Why increase of B will lead to increase of V?
Similar to I,n,e and t
thx a lot
Simon Bridge said:The force on the charge carriers in the current is ##\vec{F}=q\vec{v}\times\vec{B}## - if the charge carriers are constrained to move in a conductor, what happens?
The V is the voltage developed across the "width" of the conductor as a result of the lorentz force. V is what the equation is trying to find.asdff529 said:i got how to interpret B and e maybe
But for n and t,why would it matter the V?
The Hall effect equation is a mathematical relationship that describes the behavior of electric current in a conductor when a magnetic field is applied perpendicular to the direction of current flow. It represents the generation of an electric field in the direction perpendicular to both the current and magnetic field, known as the Hall voltage.
The Hall effect equation explains that when a magnetic field is applied to a conductor, the electrons experience a force due to their negative charge and are deflected in a direction perpendicular to the magnetic field. This results in a build-up of charge on one side of the conductor, creating an electric field and causing a voltage difference, known as the Hall voltage.
The Hall voltage is influenced by the strength of the magnetic field, the current flowing through the conductor, and the material properties of the conductor, such as its thickness and carrier density. It is also affected by the angle between the current and magnetic field, known as the Hall angle.

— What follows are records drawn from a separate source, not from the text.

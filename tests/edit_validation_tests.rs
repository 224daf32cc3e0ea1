//! Edit lifecycle and validation race tests
//!
//! The session state machine end to end: begin/draft/commit/resolve, inline
//! errors with retry, cancelation, and stale-result discards when a
//! validation outcome lands after its session was superseded.

#![allow(
    clippy::unwrap_used,
    clippy::expect_used,
    clippy::indexing_slicing,
    clippy::float_cmp,
    clippy::panic
)]

use vgrid::{
    validate_field, EditPhase, EmployeeStatus, FieldKey, GridView, Resolution, RowRecord,
    ValidationOutcome,
};

// =============================================================================
// Test Helpers
// =============================================================================

fn employee(id: u64, name: &str, salary: f64) -> RowRecord {
    RowRecord {
        id,
        name: name.to_string(),
        email: format!("{name}@example.com"),
        department: "Engineering".to_string(),
        salary,
        performance: 5.0,
        status: EmployeeStatus::Active,
        start_date: "2020-01-01".to_string(),
    }
}

fn grid() -> GridView {
    let mut grid = GridView::new();
    grid.load_rows(
        (0..10)
            .map(|i| employee(i + 1, &format!("Person {i}"), 50_000.0 + i as f64 * 1_000.0))
            .collect(),
    )
    .unwrap();
    grid.resize(2000.0, 600.0);
    grid
}

/// Run the built-in rules synchronously, the way a host with no remote
/// validation would.
fn commit_and_validate(grid: &mut GridView) -> Resolution {
    let req = grid.commit().unwrap();
    let outcome = validate_field(req.field, &req.raw);
    grid.resolve_validation(req.token, &outcome)
}

// =============================================================================
// Lifecycle
// =============================================================================

#[test]
fn test_begin_captures_current_value_as_draft() {
    let mut grid = grid();
    assert!(grid.begin_edit(0, FieldKey::Salary));
    let session = grid.edit_session().unwrap();
    assert_eq!(session.draft, "50000");
    assert_eq!(session.phase, EditPhase::Editing);
    assert!(session.error.is_none());
}

#[test]
fn test_begin_rejected_for_readonly_column() {
    let mut grid = grid();
    assert!(!grid.begin_edit(0, FieldKey::Id));
    assert!(!grid.begin_edit(0, FieldKey::Status));
    assert!(grid.edit_session().is_none());
}

#[test]
fn test_begin_rejected_while_editing_another_cell() {
    let mut grid = grid();
    assert!(grid.begin_edit(0, FieldKey::Name));
    assert!(!grid.begin_edit(1, FieldKey::Email));
    assert_eq!(grid.edit_session().unwrap().field, FieldKey::Name);
}

#[test]
fn test_salary_walkthrough_error_retry_commit_undo() {
    let mut grid = GridView::new();
    grid.load_rows(vec![employee(1, "Solo", 50_000.0)]).unwrap();

    assert!(grid.begin_edit(0, FieldKey::Salary));
    assert!(grid.update_draft("-5"));
    assert_eq!(commit_and_validate(&mut grid), Resolution::Rejected);

    // Session stays editable with the error inline; no data changed.
    let session = grid.edit_session().unwrap();
    assert_eq!(session.phase, EditPhase::Editing);
    assert_eq!(session.error.as_deref(), Some("Salary must be a positive number"));
    assert_eq!(grid.row_by_id(1).unwrap().salary, 50_000.0);
    assert_eq!(grid.undo_depth(), 0);

    // Correct and retry.
    assert!(grid.update_draft("60000"));
    assert_eq!(commit_and_validate(&mut grid), Resolution::Applied);
    assert!(grid.edit_session().is_none());
    assert_eq!(grid.row_by_id(1).unwrap().salary, 60_000.0);
    assert_eq!(grid.undo_depth(), 1);

    // Undo restores the exact prior value.
    assert!(grid.undo());
    assert_eq!(grid.row_by_id(1).unwrap().salary, 50_000.0);
    assert_eq!(grid.undo_depth(), 0);
}

#[test]
fn test_cancel_discards_draft_without_mutation() {
    let mut grid = grid();
    grid.begin_edit(0, FieldKey::Name);
    grid.update_draft("Renamed");
    grid.cancel_edit();
    assert!(grid.edit_session().is_none());
    assert_eq!(grid.row_at(0).unwrap().name, "Person 0");
    assert_eq!(grid.undo_depth(), 0);
}

#[test]
fn test_text_commit_stores_raw_text() {
    let mut grid = grid();
    grid.begin_edit(0, FieldKey::Email);
    grid.update_draft("new@company.com");
    assert_eq!(commit_and_validate(&mut grid), Resolution::Applied);
    assert_eq!(grid.row_at(0).unwrap().email, "new@company.com");
}

// =============================================================================
// Staleness and races
// =============================================================================

#[test]
fn test_stale_result_after_supersede_mutates_nothing() {
    let mut grid = grid();

    // Start editing row 5's salary and commit; validation is now pending.
    grid.begin_edit(5, FieldKey::Salary);
    grid.update_draft("99999");
    let pending = grid.commit().unwrap();
    let row5_id = grid.row_at(5).unwrap().id;
    let row5_salary = grid.row_by_id(row5_id).unwrap().salary;

    // Before it resolves, begin editing a different cell.
    assert!(grid.begin_edit(2, FieldKey::Name));

    // The late result must be discarded: row 5 unchanged, no error on the
    // new session, regardless of the outcome.
    assert_eq!(
        grid.resolve_validation(pending.token, &ValidationOutcome::Valid),
        Resolution::Stale
    );
    assert_eq!(grid.row_by_id(row5_id).unwrap().salary, row5_salary);
    assert!(grid.edit_session().unwrap().error.is_none());
    assert_eq!(grid.edit_session().unwrap().field, FieldKey::Name);
    assert_eq!(grid.undo_depth(), 0);

    // Same discard for a late *invalid* outcome.
    grid.cancel_edit();
    grid.begin_edit(5, FieldKey::Salary);
    let pending2 = grid.commit().unwrap();
    grid.begin_edit(2, FieldKey::Name);
    assert_eq!(
        grid.resolve_validation(pending2.token, &ValidationOutcome::Invalid("late".into())),
        Resolution::Stale
    );
    assert!(grid.edit_session().unwrap().error.is_none());
}

#[test]
fn test_stale_result_after_cancel() {
    let mut grid = grid();
    grid.begin_edit(0, FieldKey::Salary);
    grid.update_draft("70000");
    let pending = grid.commit().unwrap();
    grid.cancel_edit();

    assert_eq!(
        grid.resolve_validation(pending.token, &ValidationOutcome::Valid),
        Resolution::Stale
    );
    assert_eq!(grid.row_at(0).unwrap().salary, 50_000.0);
    assert_eq!(grid.undo_depth(), 0);
}

#[test]
fn test_resolved_token_cannot_be_replayed() {
    let mut grid = grid();
    grid.begin_edit(0, FieldKey::Salary);
    grid.update_draft("70000");
    let req = grid.commit().unwrap();
    assert_eq!(
        grid.resolve_validation(req.token, &ValidationOutcome::Valid),
        Resolution::Applied
    );
    assert_eq!(
        grid.resolve_validation(req.token, &ValidationOutcome::Valid),
        Resolution::Stale,
        "a resolved token is dead"
    );
    assert_eq!(grid.undo_depth(), 1);
}

#[test]
fn test_grid_stays_navigable_while_validating() {
    let mut grid = grid();
    grid.begin_edit(0, FieldKey::Salary);
    grid.update_draft("70000");
    let pending = grid.commit().unwrap();

    // Scrolling and sorting still work while the outcome is pending.
    grid.set_scroll(0.0, 100.0);
    assert_eq!(grid.viewport().scroll_y, 100.0);
    grid.toggle_sort(FieldKey::Salary);
    grid.toggle_sort(FieldKey::Salary); // descending: row ids reorder

    // The commit still lands on the right row, found by id.
    let edited_id = grid.edit_session().unwrap().row_id;
    assert_eq!(
        grid.resolve_validation(pending.token, &ValidationOutcome::Valid),
        Resolution::Applied
    );
    assert_eq!(grid.row_by_id(edited_id).unwrap().salary, 70_000.0);
}

#[test]
fn test_commit_targets_row_id_not_view_position() {
    let mut grid = grid();
    // Sort descending by salary so view order is the reverse of storage.
    grid.toggle_sort(FieldKey::Salary);
    grid.toggle_sort(FieldKey::Salary);

    // Edit the top row of the view (highest salary, storage id 10).
    let top_id = grid.row_at(0).unwrap().id;
    assert_eq!(top_id, 10);
    grid.begin_edit(0, FieldKey::Salary);
    grid.update_draft("1000");
    let pending = grid.commit().unwrap();

    // Re-sorting while pending moves the row; the mutation still hits id 10.
    grid.toggle_sort(FieldKey::Salary); // removed: back to insertion order
    assert_eq!(
        grid.resolve_validation(pending.token, &ValidationOutcome::Valid),
        Resolution::Applied
    );
    assert_eq!(grid.row_by_id(10).unwrap().salary, 1_000.0);
    assert_eq!(grid.row_by_id(1).unwrap().salary, 50_000.0);
}

// =============================================================================
// Draft rendering
// =============================================================================

#[test]
fn test_plan_shows_draft_and_error_flags() {
    let mut grid = grid();
    grid.begin_edit(0, FieldKey::Salary);
    grid.update_draft("-5");
    assert_eq!(commit_and_validate(&mut grid), Resolution::Rejected);

    let plan = grid.render_plan();
    let row = plan.rows.iter().find(|r| r.view_index == 0).unwrap();
    let cell = row.cells.iter().find(|c| c.key == FieldKey::Salary).unwrap();
    assert!(cell.editing);
    assert!(!cell.validating);
    assert_eq!(cell.text, "-5");
    assert_eq!(cell.error.as_deref(), Some("Salary must be a positive number"));
    assert!(plan.editing);
}

#[test]
fn test_plan_flags_validating_cell() {
    let mut grid = grid();
    grid.begin_edit(0, FieldKey::Salary);
    grid.update_draft("70000");
    let _pending = grid.commit().unwrap();

    let plan = grid.render_plan();
    let row = plan.rows.iter().find(|r| r.view_index == 0).unwrap();
    let cell = row.cells.iter().find(|c| c.key == FieldKey::Salary).unwrap();
    assert!(cell.editing);
    assert!(cell.validating);
}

The Hall effect equation is used in a variety of applications, including sensors for measuring magnetic fields and currents, as well as in devices such as Hall effect thrusters and magnetometers. It is also used in the study of materials for their electrical and magnetic properties.
The Hall coefficient, represented by the symbol RH, is a material-specific constant that relates the Hall voltage to the applied magnetic field, current, and material properties. It is a measure of a material's ability to generate an electric field in response to a magnetic field, and is an important factor in understanding and characterizing the behavior of different materials in the Hall effect equation.